Posted: Thu May 09, 2013 12:08 pm
by rbbtchnnl
Hello, I hope this is in the correct forum. I'm using eviews 7 to do a regression on cross sectional data but I need to know how to compare outputs between different values for a variable. For example, if I'm regressing income against age, I want to examine the effects of age=25 and age=30. How exactly do I do this in eviews? I've tried using a sample with IF AGE=25 but it produces a near singular matrix. Someone else suggested using age(25) as a variable but I'm not sure what that does to the data.

Can anyone help please?

Re: Comparing output between different values of a variable

Posted: Thu May 09, 2013 1:25 pm
by EViews Gareth
If you only want to regress using those observations where age=25, then setting the sample to "if age=25" is the correct way to do it. The fact you get a singular matrix, probably means you've got perfect collinearity for that sample.

Re: Comparing output between different values of a variable

Posted: Thu May 09, 2013 2:17 pm
by rbbtchnnl
The thing is, regressing it against age produces a regression with no issues. It's only when I set age to something, say age=25, that it says it's a singular matrix...

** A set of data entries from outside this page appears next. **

use rmcp::{
    handler::server::{tool::ToolRouter, wrapper::Parameters},
    model::*,
    tool, tool_handler, tool_router, ServerHandler,
};
use serde::Deserialize;
use serde_json::Value;
use std::sync::Arc;
use tokio::sync::Mutex;

use crate::browser::CdpTab;
use crate::matcher::{FindQuery, Region};
use crate::ocr::{ImageInput, Ocr};
use crate::output::{self, ListStyle};
use crate::Settings;

// ---------------------------------------------------------------------------
// Request types
// ---------------------------------------------------------------------------

#[derive(Debug, Deserialize, schemars::JsonSchema)]
pub struct OcrImageRequest {
    #[schemars(description = "Path to an image file")]
    pub path: String,
}

#[derive(Debug, Deserialize, schemars::JsonSchema)]
pub struct FindTextRequest {
    #[schemars(description = "Text to find (case-insensitive substring unless exact)")]
    pub target: String,
    #[schemars(description = "Image file to search. Omit to search the current browser tab.")]
    pub path: Option<String>,
    #[schemars(description = "Require the whole text to match exactly (case-sensitive)")]
    #[serde(default)]
    pub exact: bool,
    #[schemars(description = "Only match in this area: top, bottom, left, right, center")]
    pub region: Option<String>,
    #[schemars(description = "Prefer the match closest to this other text")]
    pub near: Option<String>,
}

#[derive(Debug, Deserialize, schemars::JsonSchema)]
pub struct ClickTextRequest {
    #[schemars(description = "Text to click (case-insensitive substring unless exact)")]
    pub target: String,
    #[schemars(description = "Require the whole text to match exactly (case-sensitive)")]
    #[serde(default)]
    pub exact: bool,
    #[schemars(description = "Only match in this area: top, bottom, left, right, center")]
    pub region: Option<String>,
    #[schemars(description = "Prefer the match closest to this other text")]
    pub near: Option<String>,
}

// ---------------------------------------------------------------------------
// Server
// ---------------------------------------------------------------------------

fn err(e: impl std::fmt::Display) -> ErrorData {
    ErrorData::internal_error(e.to_string(), None::<Value>)
}

fn text_ok(s: impl Into<String>) -> Result<CallToolResult, ErrorData> {
    Ok(CallToolResult::success(vec![Content::text(s.into())]))
}

fn parse_region(region: Option<&str>) -> Result<Option<Region>, ErrorData> {
    Region::parse_opt(region)
        .map_err(|e| ErrorData::invalid_params(e.to_string(), None::<Value>))
}

#[derive(Clone)]
pub struct OcrServer {
    settings: Arc<Settings>,
    ocr: Arc<Mutex<Option<Ocr>>>,
    tool_router: ToolRouter<Self>,
}

impl OcrServer {
    /// Connect the OCR backend on first use.
    async fn ocr(&self) -> Result<Ocr, ErrorData> {
        let mut guard = self.ocr.lock().await;
        if guard.is_none() {
            let ocr = Ocr::connect(&self.settings, false).await.map_err(err)?;
            *guard = Some(ocr);
        }
        guard
            .clone()
            .ok_or_else(|| err("OCR backend unavailable"))
    }

    async fn capture_tab(&self) -> Result<(CdpTab, ImageInput), ErrorData> {
        let tab = CdpTab::attach(&self.settings.cdp_url).await.map_err(err)?;
        let png = tab.screenshot().await.map_err(err)?;
        Ok((tab, ImageInput::Bytes(png)))
    }
}

/// Miss message, followed by what was visible so the agent can retry.
fn not_found_message(target: &str, seen: &[String]) -> String {
    if seen.is_empty() {
        return output::not_found(target);
    }
    format!(
        "{}\nVisible text: {}",
        output::not_found(target),
        seen.join(" | ")
    )
}

#[tool_router]
impl OcrServer {
    pub fn new(settings: Settings) -> Self {
        Self {
            settings: Arc::new(settings),
            ocr: Arc::new(Mutex::new(None)),
            tool_router: Self::tool_router(),
        }
    }

    #[tool(
        description = "OCR an image file. Returns one line per text region: (x1,y1) (x2,y2) | text"
    )]
    async fn ocr_image(
        &self,
        req: Parameters<OcrImageRequest>,
    ) -> Result<CallToolResult, ErrorData> {
        let ocr = self.ocr().await?;
        let items = ocr
            .recognize(&ImageInput::path(&req.0.path))
            .await
            .map_err(err)?;
        if items.is_empty() {
            return text_ok("No text found.");
        }
        text_ok(output::listing(&items, ListStyle::Positions).map_err(err)?)
    }

    #[tool(
        description = "OCR the current browser tab (viewport only). Returns one line per text region: (x1,y1) (x2,y2) | text"
    )]
    async fn screen_ocr(&self) -> Result<CallToolResult, ErrorData> {
        let ocr = self.ocr().await?;
        let (tab, image) = self.capture_tab().await?;
        tab.detach();
        let items = ocr.recognize(&image).await.map_err(err)?;
        if items.is_empty() {
            return text_ok("No text found.");
        }
        text_ok(output::listing(&items, ListStyle::Positions).map_err(err)?)
    }

    #[tool(
        description = "Find text in an image file, or in the current browser tab when no path is given. Returns the match as JSON with its center coordinate."
    )]
    async fn find_text(
        &self,
        req: Parameters<FindTextRequest>,
    ) -> Result<CallToolResult, ErrorData> {
        let req = req.0;
        let query = FindQuery::new(&req.target)
            .exact(req.exact)
            .region(parse_region(req.region.as_deref())?)
            .near(req.near);

        let ocr = self.ocr().await?;
        let image = match req.path {
            Some(path) => ImageInput::path(path),
            None => {
                let (tab, image) = self.capture_tab().await?;
                tab.detach();
                image
            }
        };

        let outcome = ocr.search(&image, &query).await.map_err(err)?;
        match outcome.item {
            Some(item) => text_ok(output::found(&item, true).map_err(err)?),
            None => text_ok(not_found_message(&req.target, &outcome.seen)),
        }
    }

    #[tool(
        description = "Find text in the current browser tab and click its center. Use exact to avoid 'Post' matching 'Posts'."
    )]
    async fn click_text(
        &self,
        req: Parameters<ClickTextRequest>,
    ) -> Result<CallToolResult, ErrorData> {
        let req = req.0;
        let query = FindQuery::new(&req.target)
            .exact(req.exact)
            .region(parse_region(req.region.as_deref())?)
            .near(req.near);

        let ocr = self.ocr().await?;
        let (tab, image) = self.capture_tab().await?;
        let outcome = match ocr.search(&image, &query).await {
            Ok(outcome) => outcome,
            Err(e) => {
                tab.detach();
                return Err(err(e));
            }
        };
        let Some(item) = outcome.item else {
            tab.detach();
            return text_ok(not_found_message(&req.target, &outcome.seen));
        };

        let clicked = tab.click_at(item.center).await;
        tab.detach();
        let (x, y) = clicked.map_err(err)?;
        text_ok(format!(
            "{}\n{}",
            output::found(&item, false).map_err(err)?,
            output::clicked(x, y)
        ))
    }
}

#[tool_handler]
impl ServerHandler for OcrServer {
    fn get_info(&self) -> ServerInfo {
        ServerInfo {
            protocol_version: ProtocolVersion::LATEST,
            capabilities: ServerCapabilities::builder().enable_tools().build(),
            server_info: Implementation {
                name: "eoka-ocr".into(),
                version: env!("CARGO_PKG_VERSION").into(),
                title: None,
                icons: None,
                website_url: None,
            },
            instructions: Some(
                "Screen-text automation via OCR. Use 'find_text' to locate text in an image or \
                 the live browser tab, 'click_text' to click it, and 'screen_ocr' / 'ocr_image' \
                 to list all visible text with coordinates. Narrow ambiguous matches with \
                 'exact', 'region' (top/bottom/left/right/center) or 'near'."
                    .into(),
            ),
        }
    }
}

pub async fn run_server(settings: Settings) -> anyhow::Result<()> {
    use rmcp::ServiceExt;

    let server = OcrServer::new(settings);
    let service = server.serve(rmcp::transport::stdio()).await?;
    service.waiting().await?;
    Ok(())
}

#[cfg(test)]
mod tests {
    use super::*;

    #[test]
    fn test_parse_region() {
        assert_eq!(parse_region(None).unwrap(), None);
        assert_eq!(parse_region(Some("")).unwrap(), None);
        assert_eq!(parse_region(Some("left")).unwrap(), Some(Region::Left));
        assert!(parse_region(Some("upper")).is_err());
    }

    #[test]
    fn test_not_found_lists_seen_texts() {
        let seen = vec!["Home".to_string(), "Posts".to_string()];
        assert_eq!(
            not_found_message("Reply", &seen),
            "Not found: \"Reply\"\nVisible text: Home | Posts"
        );
        assert_eq!(not_found_message("Reply", &[]), "Not found: \"Reply\"");
    }

    #[test]
    fn test_find_request_schema_defaults() {
        let req: FindTextRequest = serde_json::from_str(r#"{"target": "Post"}"#).unwrap();
        assert!(!req.exact);
        assert!(req.path.is_none());
        assert!(req.region.is_none());
    }
}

Re: Comparing output between different values of a variable

Posted: Thu May 09, 2013 2:40 pm
by rbbtchnnl
Oh wait!

Question, if I'm regressing income against age, education, and experience, for example, I'd use

ls inc age edu exp c.

But then if I set age=25, then I'd use the sample and go with IF age=25 and run the regression without the age variable as

ls inc edu exp c, right?

Re: Comparing output between different values of a variable

Posted: Thu May 09, 2013 2:51 pm
by EViews Gareth
Indeed.

Re: Comparing output between different values of a variable

Posted: Thu May 09, 2013 2:51 pm
by startz
Run the full model. Suppose the coefficient on age is 7. Then the regression is telling you that the difference in income between ages 25 and 30 is
7*(30-25)

Re: Comparing output between different values of a variable

Posted: Thu May 09, 2013 10:48 pm
by rbbtchnnl
Thanks guys!

One more question.

I'm trying to run a White Test on a series with 10,000 obs. The chi squared is much, much higher than obs*r-squared and my professors don't seem to have used that method. They just mention that the result of an example has "low power" indicating heteroskedasticity. I'm unsure what statistic they are looking at to determine this. Can anyone help?